» **Information shown**
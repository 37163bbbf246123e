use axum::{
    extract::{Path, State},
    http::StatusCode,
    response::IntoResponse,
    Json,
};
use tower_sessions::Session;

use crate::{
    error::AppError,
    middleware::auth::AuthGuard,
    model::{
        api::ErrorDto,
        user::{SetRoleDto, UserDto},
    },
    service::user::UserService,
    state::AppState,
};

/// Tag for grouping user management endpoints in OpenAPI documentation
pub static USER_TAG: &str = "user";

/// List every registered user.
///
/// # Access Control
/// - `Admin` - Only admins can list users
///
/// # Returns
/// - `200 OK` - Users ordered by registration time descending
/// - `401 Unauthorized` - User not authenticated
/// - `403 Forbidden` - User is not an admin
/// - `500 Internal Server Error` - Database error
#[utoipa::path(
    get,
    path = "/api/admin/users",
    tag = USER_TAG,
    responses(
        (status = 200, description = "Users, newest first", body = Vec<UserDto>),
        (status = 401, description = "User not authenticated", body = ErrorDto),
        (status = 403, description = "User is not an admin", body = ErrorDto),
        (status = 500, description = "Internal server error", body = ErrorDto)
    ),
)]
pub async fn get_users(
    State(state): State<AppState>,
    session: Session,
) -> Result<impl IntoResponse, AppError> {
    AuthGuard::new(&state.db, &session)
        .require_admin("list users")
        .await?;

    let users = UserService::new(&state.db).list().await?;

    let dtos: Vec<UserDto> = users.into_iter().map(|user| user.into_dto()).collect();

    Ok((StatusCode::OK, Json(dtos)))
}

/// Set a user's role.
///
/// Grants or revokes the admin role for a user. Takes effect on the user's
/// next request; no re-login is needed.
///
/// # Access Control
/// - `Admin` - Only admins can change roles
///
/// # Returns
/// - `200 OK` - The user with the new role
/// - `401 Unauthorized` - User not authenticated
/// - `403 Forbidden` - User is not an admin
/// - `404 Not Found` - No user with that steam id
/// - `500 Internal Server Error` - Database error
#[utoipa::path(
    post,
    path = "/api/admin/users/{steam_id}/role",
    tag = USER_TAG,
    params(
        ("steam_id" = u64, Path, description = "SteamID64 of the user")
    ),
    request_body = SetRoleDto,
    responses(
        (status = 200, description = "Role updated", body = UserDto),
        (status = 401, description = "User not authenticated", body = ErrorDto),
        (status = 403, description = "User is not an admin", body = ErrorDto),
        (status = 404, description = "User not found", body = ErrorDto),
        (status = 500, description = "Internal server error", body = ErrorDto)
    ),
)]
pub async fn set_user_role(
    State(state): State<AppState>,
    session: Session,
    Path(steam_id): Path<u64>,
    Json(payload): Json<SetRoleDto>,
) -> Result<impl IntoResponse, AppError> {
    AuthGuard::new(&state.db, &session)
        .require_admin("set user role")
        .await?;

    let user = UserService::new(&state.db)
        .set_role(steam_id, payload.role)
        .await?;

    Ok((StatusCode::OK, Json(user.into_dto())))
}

--

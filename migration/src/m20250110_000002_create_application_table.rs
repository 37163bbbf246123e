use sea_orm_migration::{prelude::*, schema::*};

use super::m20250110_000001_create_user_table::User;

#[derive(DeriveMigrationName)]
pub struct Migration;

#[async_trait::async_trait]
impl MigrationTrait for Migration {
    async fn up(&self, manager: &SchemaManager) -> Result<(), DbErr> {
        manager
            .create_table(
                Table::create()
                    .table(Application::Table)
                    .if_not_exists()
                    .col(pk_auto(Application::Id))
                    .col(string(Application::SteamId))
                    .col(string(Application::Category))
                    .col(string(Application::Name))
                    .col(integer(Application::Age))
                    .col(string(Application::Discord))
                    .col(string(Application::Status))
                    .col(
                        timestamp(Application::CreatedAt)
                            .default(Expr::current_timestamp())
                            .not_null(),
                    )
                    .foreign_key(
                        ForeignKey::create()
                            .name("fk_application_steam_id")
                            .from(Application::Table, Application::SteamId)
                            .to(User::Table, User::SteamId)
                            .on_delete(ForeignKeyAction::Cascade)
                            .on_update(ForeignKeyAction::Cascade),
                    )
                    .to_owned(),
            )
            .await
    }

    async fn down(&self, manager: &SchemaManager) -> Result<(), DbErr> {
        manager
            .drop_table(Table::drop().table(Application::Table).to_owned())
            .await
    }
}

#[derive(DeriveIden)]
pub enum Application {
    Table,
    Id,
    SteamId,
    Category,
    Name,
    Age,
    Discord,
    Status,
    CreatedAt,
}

» **Exercise aim**
Going through the material, find each line with the string "UserService". Then state only how many there are.

» **Task output**
3